If you just want to use bitratchet you can simply make sure the latest file is included:

  <script src="js/bitratchet-x.x.x-min.js" type="text/javascript"></script>

and you can run the tests in the browser, open test/bitratchet-test.html.

You can also require bitratchet from node.js:

  bitratchet = require("js/bitratchet-x.x.x-min");
  console.log(bitratchet.version);

If you have the node-qunit port you can run the tests from the command line:

  sudo npm install -g quint
  qunit -c bitratchet:./bitratchet.js -t ./test/bitratchet-test.js
  qunit -c bitratchet:./bitratchet-x.x.x-min.js -t ./test/bitratchet-test.js

Finally you can roll your own minified version using the uglify tool:

  sudo npm install -g uglify-js
  uglifyjs bitratchet.js > bitratchet-x.x.x-min.js

(I would like to use buildr or something similar to automate this stuff but I've had no luck getting any of them working. If you're good with this stuff send a pull request!)

Usage

Using bitratchet is dead simple, generally you'll have a record defined somewhere that follows the specification of the binary format you need to deal with. Then it's as easy as passing an ArrayBuffer to the parse function of your record. Generating data is as simple as passing the message / file / whatever object to your record's unparse function.

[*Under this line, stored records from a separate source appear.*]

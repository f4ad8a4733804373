use std::iter;

pub trait IteratorAvg<T>: Iterator<Item = T> {
    fn avg(self) -> Option<T>;
    fn avg_with_std(self) -> Option<(T, T)>;
    fn std(self) -> Option<T>;
}

macro_rules! impl_avg {
    ($($a:ident)*) => ($(
        impl<I> IteratorAvg<$a> for I
        where
            I: Iterator<Item = $a>,
        {
            fn avg(self) -> Option<$a> {
                iter::zip(self, 1usize..)
                    .reduce(|(sum, _), (next, cnt)| (sum + next, cnt))
                    .map(|(sum, cnt)| sum / cnt as $a)
            }

            fn avg_with_std(self) -> Option<($a, $a)> {
                let values = self.collect::<Vec<_>>();
                let avg = values.iter().copied().avg()?;
                values
                    .into_iter()
                    .map(|x| (x - avg).powi(2))
                    .avg()
                    .map(|std| (avg, std.sqrt()))
            }

            fn std(self) -> Option<$a> {
                self.avg_with_std().map(|(_, std)| std)
            }
        }
    )*)
}

impl_avg! { f32 f64 }

/// Ordinary least squares fit `y = intercept + slope * x`.
///
/// `None` with fewer than two points or when all `x` coincide.
pub fn linear_regression(points: &[(f64, f64)]) -> Option<(f64, f64)> {
    if points.len() < 2 {
        return None;
    }
    let x_avg = points.iter().map(|p| p.0).avg()?;
    let y_avg = points.iter().map(|p| p.1).avg()?;
    let (sxy, sxx) = points.iter().fold((0.0, 0.0), |(sxy, sxx), &(x, y)| {
        let dx = x - x_avg;
        (sxy + dx * (y - y_avg), sxx + dx * dx)
    });
    if sxx == 0.0 {
        return None;
    }
    let slope = sxy / sxx;
    Some((y_avg - slope * x_avg, slope))
}
use async_trait::async_trait;
use redis::aio::MultiplexedConnection;
use redis::AsyncCommands;

use super::{KeyValueBackend, LocalStoreError, KEY_PREFIX};

/// Redis-backed local store, for running the service where the host disk is ephemeral.
pub struct RedisBackend {
    conn: MultiplexedConnection,
}

impl RedisBackend {
    pub async fn connect(url: &str) -> Result<Self, LocalStoreError> {
        let client = redis::Client::open(url)?;
        let conn = client.get_multiplexed_async_connection().await?;
        Ok(Self { conn })
    }
}

#[async_trait]
impl KeyValueBackend for RedisBackend {
    async fn get(&self, key: &str) -> Result<Option<String>, LocalStoreError> {
        let mut conn = self.conn.clone();
        Ok(conn.get::<_, Option<String>>(key).await?)
    }

    async fn set(&self, key: &str, value: String) -> Result<(), LocalStoreError> {
        let mut conn = self.conn.clone();
        conn.set::<_, _, ()>(key, value).await?;
        Ok(())
    }

    async fn remove(&self, key: &str) -> Result<(), LocalStoreError> {
        let mut conn = self.conn.clone();
        conn.del::<_, ()>(key).await?;
        Ok(())
    }

    async fn keys(&self) -> Result<Vec<String>, LocalStoreError> {
        let mut conn = self.conn.clone();
        Ok(conn.keys::<_, Vec<String>>(format!("{KEY_PREFIX}*")).await?)
    }
}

Here's a worked example, supposing your dealing with a very simple messaging protocol:

Field nameField typeLengthDescription
sequenceUnsigned IntegerWord (16 bits)Sequence number for the message.
senderIP AddressLong (32 bits)IP address of the message sender.
lengthUnsigned IntegerByte (8 bits)Total (byte) length of the text.
textStringVariable depending on length fieldActual text of the message.

We could implement our message record like this:

  function ip_address() {
      return {
          parse : function (data) {
              var i, ip = "", bytes = new Uint8Array(data);
              for (i = 0; i < bytes.length; i += 1) {
                  ip += bytes[i].toString(10) + ".";
              }
              return ip.slice(0, -1);
          },
          unparse : function (data) {
              return bitratchet.hex({ length : 8 * 4 }).unparse(data.replace(/\./g, ""));
          },
          length : 8 * 4,
      };
  }

  message = bitratchet.record({
      sequence : bitratchet.number({ length : 8 * 2 }),
      sender : ip_address(),
      text : bitratchet.string({ pascal : true })
  });

... and then supposing we had an ArrayBuffer containing a message, we could parse it like so:

  message.parse(arraybuffer).data;

Finally to generate a new message we could do this:

  message.unparse({ sequence : 3, sender : "127.0.0.1", text : "Hello world!" }).data;

(Notice that we've referred to the data key of the result each time, that's because as a dynamic primitive bitratchet.record returns an object containing the result length and result data.)

Now that example is very simple, it omits most of the powerful functionality provided but hopefully it gives you somewhere to start. If you're interested in seeing more complicated usage have a look in the tests test/bitratchet-test.js, you should be able to find an example of every feature there.

Primitives

Primitives are used to parse individual fields, often they are provided by a function that takes some options and returns the primitive object. Bitratchet consists of 6 commonly used primitives that handle the meat of the work. You're then free to add your own (detailed below in the Extending section) domain specific ones.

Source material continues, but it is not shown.